Collected data:
——————

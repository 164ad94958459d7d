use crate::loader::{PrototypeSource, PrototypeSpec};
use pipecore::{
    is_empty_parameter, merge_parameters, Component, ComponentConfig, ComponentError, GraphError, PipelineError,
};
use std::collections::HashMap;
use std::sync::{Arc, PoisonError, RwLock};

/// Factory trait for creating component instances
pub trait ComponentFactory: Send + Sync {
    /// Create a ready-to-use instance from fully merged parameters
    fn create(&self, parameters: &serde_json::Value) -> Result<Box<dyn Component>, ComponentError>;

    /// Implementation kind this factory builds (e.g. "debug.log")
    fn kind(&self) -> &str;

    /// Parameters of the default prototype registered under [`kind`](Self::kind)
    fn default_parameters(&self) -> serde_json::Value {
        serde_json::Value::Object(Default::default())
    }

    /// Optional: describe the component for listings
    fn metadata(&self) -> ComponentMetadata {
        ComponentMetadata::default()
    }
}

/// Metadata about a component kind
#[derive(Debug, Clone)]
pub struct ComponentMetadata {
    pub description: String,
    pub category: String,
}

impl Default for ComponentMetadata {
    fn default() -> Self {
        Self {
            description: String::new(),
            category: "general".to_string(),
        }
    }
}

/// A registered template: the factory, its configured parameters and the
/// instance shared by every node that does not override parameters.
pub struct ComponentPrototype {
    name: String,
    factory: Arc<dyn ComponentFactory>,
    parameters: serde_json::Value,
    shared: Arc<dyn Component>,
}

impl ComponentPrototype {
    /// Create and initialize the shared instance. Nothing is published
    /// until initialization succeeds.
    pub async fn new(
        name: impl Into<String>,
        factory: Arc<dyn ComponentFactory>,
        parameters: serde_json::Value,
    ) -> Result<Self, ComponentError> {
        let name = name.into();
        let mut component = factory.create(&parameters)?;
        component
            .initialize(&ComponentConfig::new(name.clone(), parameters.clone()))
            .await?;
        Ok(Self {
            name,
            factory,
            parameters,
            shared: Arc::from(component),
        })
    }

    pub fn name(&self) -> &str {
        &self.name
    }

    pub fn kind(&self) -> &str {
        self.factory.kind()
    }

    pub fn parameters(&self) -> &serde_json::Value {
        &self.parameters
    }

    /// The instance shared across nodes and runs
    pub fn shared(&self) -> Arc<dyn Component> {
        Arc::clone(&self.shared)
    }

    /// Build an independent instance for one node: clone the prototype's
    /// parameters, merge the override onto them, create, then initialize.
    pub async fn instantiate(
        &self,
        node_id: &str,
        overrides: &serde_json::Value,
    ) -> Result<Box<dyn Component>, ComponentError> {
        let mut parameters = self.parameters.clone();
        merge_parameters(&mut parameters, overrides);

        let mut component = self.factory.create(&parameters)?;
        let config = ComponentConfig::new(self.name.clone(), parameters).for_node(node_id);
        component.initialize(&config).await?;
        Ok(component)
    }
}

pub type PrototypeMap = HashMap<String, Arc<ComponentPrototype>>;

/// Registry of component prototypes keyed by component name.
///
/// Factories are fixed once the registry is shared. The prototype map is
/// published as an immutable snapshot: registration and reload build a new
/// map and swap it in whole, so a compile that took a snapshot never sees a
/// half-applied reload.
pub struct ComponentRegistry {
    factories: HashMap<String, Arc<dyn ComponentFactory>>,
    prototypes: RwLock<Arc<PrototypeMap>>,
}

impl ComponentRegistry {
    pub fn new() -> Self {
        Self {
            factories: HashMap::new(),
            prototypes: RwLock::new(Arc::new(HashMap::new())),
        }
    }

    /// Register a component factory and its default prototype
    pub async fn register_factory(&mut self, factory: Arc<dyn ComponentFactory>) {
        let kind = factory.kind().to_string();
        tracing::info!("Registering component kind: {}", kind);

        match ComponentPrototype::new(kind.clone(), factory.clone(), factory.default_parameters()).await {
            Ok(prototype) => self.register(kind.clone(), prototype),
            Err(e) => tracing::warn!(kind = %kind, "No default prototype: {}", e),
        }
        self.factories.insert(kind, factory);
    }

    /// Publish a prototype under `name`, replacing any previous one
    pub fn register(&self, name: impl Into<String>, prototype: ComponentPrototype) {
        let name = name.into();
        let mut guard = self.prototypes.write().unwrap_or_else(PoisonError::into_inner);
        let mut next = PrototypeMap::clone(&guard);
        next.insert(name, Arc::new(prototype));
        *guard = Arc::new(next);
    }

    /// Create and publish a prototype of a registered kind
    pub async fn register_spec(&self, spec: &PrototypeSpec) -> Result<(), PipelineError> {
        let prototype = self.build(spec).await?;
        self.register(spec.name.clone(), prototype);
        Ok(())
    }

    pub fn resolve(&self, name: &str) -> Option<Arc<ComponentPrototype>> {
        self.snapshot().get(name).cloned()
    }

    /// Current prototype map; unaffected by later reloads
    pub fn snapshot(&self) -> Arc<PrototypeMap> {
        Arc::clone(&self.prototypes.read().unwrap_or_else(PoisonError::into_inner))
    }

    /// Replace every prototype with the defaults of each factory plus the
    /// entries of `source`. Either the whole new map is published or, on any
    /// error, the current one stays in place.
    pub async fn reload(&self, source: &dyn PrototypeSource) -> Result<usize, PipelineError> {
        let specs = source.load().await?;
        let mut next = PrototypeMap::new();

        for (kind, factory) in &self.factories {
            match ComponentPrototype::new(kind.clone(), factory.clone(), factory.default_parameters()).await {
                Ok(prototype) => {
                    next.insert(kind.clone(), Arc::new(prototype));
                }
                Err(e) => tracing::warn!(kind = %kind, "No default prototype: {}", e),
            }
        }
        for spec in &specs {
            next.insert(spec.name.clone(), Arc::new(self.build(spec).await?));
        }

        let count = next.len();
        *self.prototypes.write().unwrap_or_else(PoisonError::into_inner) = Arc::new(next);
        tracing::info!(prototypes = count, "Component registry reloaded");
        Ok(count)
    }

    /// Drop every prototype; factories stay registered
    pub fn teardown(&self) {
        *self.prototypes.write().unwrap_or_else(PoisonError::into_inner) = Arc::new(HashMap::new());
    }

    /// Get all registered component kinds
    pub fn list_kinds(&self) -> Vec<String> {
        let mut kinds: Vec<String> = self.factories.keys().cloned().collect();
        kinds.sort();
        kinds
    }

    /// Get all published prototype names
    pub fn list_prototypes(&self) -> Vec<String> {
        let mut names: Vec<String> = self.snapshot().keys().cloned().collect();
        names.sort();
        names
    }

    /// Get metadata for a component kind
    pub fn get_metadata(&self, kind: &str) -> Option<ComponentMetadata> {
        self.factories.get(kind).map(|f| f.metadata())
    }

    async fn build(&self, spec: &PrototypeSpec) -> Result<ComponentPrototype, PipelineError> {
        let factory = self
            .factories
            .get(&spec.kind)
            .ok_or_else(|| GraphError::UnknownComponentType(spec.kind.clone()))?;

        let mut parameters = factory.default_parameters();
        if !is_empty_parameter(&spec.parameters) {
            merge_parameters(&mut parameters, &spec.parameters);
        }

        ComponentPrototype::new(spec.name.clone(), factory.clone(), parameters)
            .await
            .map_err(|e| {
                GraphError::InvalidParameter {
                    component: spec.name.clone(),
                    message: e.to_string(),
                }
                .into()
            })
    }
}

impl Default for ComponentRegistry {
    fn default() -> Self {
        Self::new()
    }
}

——————

◆ **Try it**
Pull out all lines from the entries above in which the word "names" appears.

◆ **Task answer**
    /// Get all published prototype names
        let mut names: Vec<String> = self.snapshot().keys().cloned().collect();
        names.sort();
        names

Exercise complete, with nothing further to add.